**Required work**
Please find the lines in the entries below that contain the word "ABOUTME", and copy each one.

[Dataset items]

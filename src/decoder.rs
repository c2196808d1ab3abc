// ABOUTME: Single-pass CBOR decoder that flattens data items into a fixed output buffer.
// ABOUTME: Dispatches on major type and recurses into containers under a depth bound.

use log::trace;
use serde::{Deserialize, Serialize};

use crate::cursor::{Reader, Writer};
use crate::error::{Error, Result};
use crate::types::{limits, read_be_uint, simple, ByteOrder, FollowingBytes, Header, MajorType};

/// Validate text string content.
/// Uses simdutf8 for SIMD-accelerated validation when the feature is enabled.
#[cfg(feature = "simd-utf8")]
#[inline]
fn validate_utf8(bytes: &[u8]) -> Result<()> {
    simdutf8::basic::from_utf8(bytes)?;
    Ok(())
}

#[cfg(not(feature = "simd-utf8"))]
#[inline]
fn validate_utf8(bytes: &[u8]) -> Result<()> {
    std::str::from_utf8(bytes)?;
    Ok(())
}

/// Configuration options for the decoder.
#[derive(Debug, Clone, Copy, PartialEq, Eq, Serialize, Deserialize)]
#[serde(default)]
pub struct DecoderConfig {
    /// Byte order of integers, floats and simple values in the output
    /// (default: the platform's)
    pub byte_order: ByteOrder,
    /// Maximum nesting depth, counting the top level as 1
    pub max_depth: usize,
    /// Read a map's count as key/value pairs, so a map of `n` entries
    /// decodes `2n` items (default: true)
    pub map_pairs: bool,
    /// Reject text strings that are not valid UTF-8 (default: false)
    pub validate_utf8: bool,
}

impl Default for DecoderConfig {
    fn default() -> Self {
        Self {
            byte_order: ByteOrder::NATIVE,
            max_depth: limits::MAX_DEPTH,
            map_pairs: true,
            validate_utf8: false,
        }
    }
}

impl DecoderConfig {
    #[must_use]
    pub fn with_byte_order(mut self, byte_order: ByteOrder) -> Self {
        self.byte_order = byte_order;
        self
    }

    #[must_use]
    pub fn with_max_depth(mut self, max_depth: usize) -> Self {
        self.max_depth = max_depth;
        self
    }

    #[must_use]
    pub fn with_map_pairs(mut self, map_pairs: bool) -> Self {
        self.map_pairs = map_pairs;
        self
    }

    #[must_use]
    pub fn with_validate_utf8(mut self, validate_utf8: bool) -> Self {
        self.validate_utf8 = validate_utf8;
        self
    }
}

/// Outcome of decoding one data item.
#[derive(Debug, Clone, Copy, PartialEq, Eq)]
enum Step {
    Item,
    /// A break marker was consumed.
    Break,
}

/// How long a decode loop runs.
#[derive(Debug, Clone, Copy, PartialEq, Eq)]
enum Budget {
    /// Top level: until input or output runs out.
    Unbounded,
    /// A definite-length container.
    Items(usize),
    /// An indefinite-length container.
    UntilBreak,
}

/// A resolved string length or container count.
#[derive(Debug, Clone, Copy, PartialEq, Eq)]
enum Length {
    Definite(u64),
    Indefinite,
}

/// A CBOR decoder that flattens one input message into one output buffer.
///
/// Scalars are written back to back: integers, floats and simple values in
/// the configured byte order, strings verbatim. Containers leave no trace in
/// the output beyond their items.
pub struct Decoder<'i, 'o> {
    input: Reader<'i>,
    output: Writer<'o>,
    depth: usize,
    config: DecoderConfig,
}

impl<'i, 'o> Decoder<'i, 'o> {
    /// Create a new decoder for the given input and output buffers.
    #[must_use]
    pub fn new(input: &'i [u8], output: &'o mut [u8]) -> Self {
        Self::with_config(input, output, DecoderConfig::default())
    }

    /// Create a new decoder with custom configuration.
    #[must_use]
    pub fn with_config(input: &'i [u8], output: &'o mut [u8], config: DecoderConfig) -> Self {
        Self {
            input: Reader::new(input),
            output: Writer::new(output),
            depth: 0,
            config,
        }
    }

    /// Number of input bytes consumed so far.
    #[must_use]
    pub fn position(&self) -> usize {
        self.input.position()
    }

    /// Number of output bytes written so far.
    #[must_use]
    pub fn written(&self) -> usize {
        self.output.position()
    }

    /// Current container nesting. Zero whenever no decode is in progress.
    #[must_use]
    pub fn depth(&self) -> usize {
        self.depth
    }

    /// Get the decoder configuration.
    #[must_use]
    pub fn config(&self) -> &DecoderConfig {
        &self.config
    }

    /// Decode top-level items until the input or the output runs out.
    pub fn decode(&mut self) -> Result<()> {
        self.decode_items(Budget::Unbounded)
    }

    /// Check that decoding consumed all input and filled all output.
    pub fn finish(&self) -> Result<()> {
        if !self.input.is_empty() {
            return Err(Error::Overrun);
        }
        if !self.output.is_full() {
            return Err(Error::OutputExhausted);
        }
        Ok(())
    }

    /// Run the decode loop one nesting level down.
    fn decode_items(&mut self, budget: Budget) -> Result<()> {
        self.depth += 1;
        let result = if self.depth > self.config.max_depth {
            Err(Error::Excessive)
        } else {
            self.run_loop(budget)
        };
        self.depth -= 1;
        result
    }

    fn run_loop(&mut self, budget: Budget) -> Result<()> {
        let mut items = 0usize;

        loop {
            match budget {
                Budget::Items(count) if items >= count => return Ok(()),
                Budget::Unbounded if self.output.is_full() => return Ok(()),
                _ => {}
            }

            let Some(byte) = self.input.peek() else {
                // Only the top level may simply run out of input.
                return match budget {
                    Budget::Unbounded => Ok(()),
                    _ => Err(Error::Malformed),
                };
            };

            let header = Header::classify(byte);
            trace!(
                "offset {}: {:?}, additional info {}",
                self.input.position(),
                header.major,
                header.info
            );
            self.check_bounds(header.following)?;

            match self.dispatch(header)? {
                Step::Item => items += 1,
                Step::Break if budget == Budget::UntilBreak => return Ok(()),
                // Outside an indefinite container a break only counts as an
                // item; ending the message on one is malformed.
                Step::Break if self.input.is_empty() => return Err(Error::Malformed),
                Step::Break => items += 1,
            }
        }
    }

    fn dispatch(&mut self, header: Header) -> Result<Step> {
        match header.major {
            MajorType::Unsigned => self.decode_unsigned(header),
            MajorType::Negative => self.decode_negative(header),
            MajorType::Bytes | MajorType::Text => self.decode_string(header),
            MajorType::Array | MajorType::Map => self.decode_container(header),
            MajorType::Tag => Err(Error::Unsupported),
            MajorType::Simple => self.decode_simple(header),
        }
    }

    /// Check that the header's payload is present in the input and fits the
    /// output. A short input is malformed; a short output is the caller's.
    fn check_bounds(&self, following: FollowingBytes) -> Result<()> {
        match following {
            FollowingBytes::Reserved => Err(Error::Malformed),
            FollowingBytes::Indefinite => Ok(()),
            FollowingBytes::Fixed(len) => {
                if len + 1 > self.input.remaining() {
                    return Err(Error::Malformed);
                }
                if len > self.output.remaining() {
                    return Err(Error::OutputExhausted);
                }
                Ok(())
            }
        }
    }

    /// Major type 0. Also the payload primitive for negative integers,
    /// floats and simple values.
    fn decode_unsigned(&mut self, header: Header) -> Result<Step> {
        let FollowingBytes::Fixed(len) = header.following else {
            return Err(Error::Malformed);
        };

        if len == 0 {
            self.output.put(header.info)?;
        } else {
            let payload = self.input.peek_slice(1, len)?;
            let byte_order = self.config.byte_order;
            byte_order.transcribe(payload, self.output.reserve(len)?);
        }

        self.input.advance(len + 1)?;
        Ok(Step::Item)
    }

    /// Major type 1: the wire carries `n` for the value `-1 - n`.
    ///
    /// The result keeps the width of the encoded `n` unless `n` has its top
    /// bit set, in which case the value does not fit that signed width and is
    /// written at twice the width. A 64-bit `n` cannot be widened.
    fn decode_negative(&mut self, header: Header) -> Result<Step> {
        let start = self.output.position();
        self.decode_unsigned(header)?;

        let byte_order = self.config.byte_order;
        let size = self.output.position() - start;
        let magnitude = byte_order.read_uint(self.output.written_since(start));

        if size < 8 && (magnitude >> (size * 8 - 1)) & 1 == 1 {
            self.output.reserve(size)?;
        }

        byte_order.write_uint(!magnitude, self.output.written_since(start));
        Ok(Step::Item)
    }

    /// Read a string length or container count, consuming the header and
    /// its length bytes.
    fn resolve_length(&mut self, header: Header) -> Result<Length> {
        match header.following {
            FollowingBytes::Indefinite => {
                self.input.advance(1)?;
                Ok(Length::Indefinite)
            }
            FollowingBytes::Fixed(0) => {
                self.input.advance(1)?;
                Ok(Length::Definite(u64::from(header.info)))
            }
            FollowingBytes::Fixed(len) => {
                let bytes = self.input.peek_slice(1, len)?;
                self.input.advance(len + 1)?;
                Ok(Length::Definite(read_be_uint(bytes)))
            }
            FollowingBytes::Reserved => Err(Error::Malformed),
        }
    }

    /// Major types 2 and 3.
    fn decode_string(&mut self, header: Header) -> Result<Step> {
        match self.resolve_length(header)? {
            Length::Definite(len) => self.copy_string(header.major, len)?,
            Length::Indefinite => self.decode_string_chunks(header.major)?,
        }
        Ok(Step::Item)
    }

    fn copy_string(&mut self, major: MajorType, len: u64) -> Result<()> {
        let len = usize::try_from(len)
            .ok()
            .filter(|&len| len <= self.input.remaining())
            .ok_or(Error::Malformed)?;
        if len > self.output.remaining() {
            return Err(Error::OutputExhausted);
        }

        let bytes = self.input.take(len)?;
        if major == MajorType::Text && self.config.validate_utf8 {
            validate_utf8(bytes)?;
        }
        self.output.reserve(len)?.copy_from_slice(bytes);
        Ok(())
    }

    /// Indefinite-length string: definite chunks of the same major type,
    /// copied back to back, up to a break marker.
    fn decode_string_chunks(&mut self, major: MajorType) -> Result<()> {
        loop {
            let byte = self.input.peek().ok_or(Error::Malformed)?;
            if byte == simple::BREAK {
                return self.input.advance(1);
            }

            let chunk = Header::classify(byte);
            if chunk.major != major {
                return Err(Error::Malformed);
            }
            self.check_bounds(chunk.following)?;

            match self.resolve_length(chunk)? {
                Length::Definite(len) => self.copy_string(major, len)?,
                Length::Indefinite => return Err(Error::Malformed),
            }
        }
    }

    /// Major types 4 and 5.
    fn decode_container(&mut self, header: Header) -> Result<Step> {
        let budget = match self.resolve_length(header)? {
            Length::Indefinite => Budget::UntilBreak,
            Length::Definite(count) => {
                let mut items = usize::try_from(count).map_err(|_| Error::Malformed)?;
                if header.major == MajorType::Map && self.config.map_pairs {
                    items = items.checked_mul(2).ok_or(Error::Malformed)?;
                }
                // Every item takes at least one input byte.
                if items > self.input.remaining() {
                    return Err(Error::Malformed);
                }
                Budget::Items(items)
            }
        };

        self.decode_items(budget)?;
        Ok(Step::Item)
    }

    /// Major type 7: floats, simple values and the break marker.
    ///
    /// Floats are transcribed as raw bit patterns. Simple values are written
    /// as one byte after flattening.
    fn decode_simple(&mut self, header: Header) -> Result<Step> {
        let header = match header.following {
            FollowingBytes::Indefinite => {
                self.input.advance(1)?;
                return Ok(Step::Break);
            }
            FollowingBytes::Fixed(1) => {
                // Simple value in the extension byte.
                self.input.advance(1)?;
                let value = self.input.peek().ok_or(Error::Malformed)?;
                let extended = Header {
                    info: value,
                    following: FollowingBytes::INLINE,
                    ..header
                };
                self.check_bounds(extended.following)?;
                extended
            }
            _ => header,
        };

        if header.following == FollowingBytes::INLINE {
            return self.decode_unsigned(Header {
                info: simple::flatten(header.info),
                ..header
            });
        }
        self.decode_unsigned(header)
    }
}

**Reply**
// ABOUTME: Single-pass CBOR decoder that flattens data items into a fixed output buffer.
// ABOUTME: Dispatches on major type and recurses into containers under a depth bound.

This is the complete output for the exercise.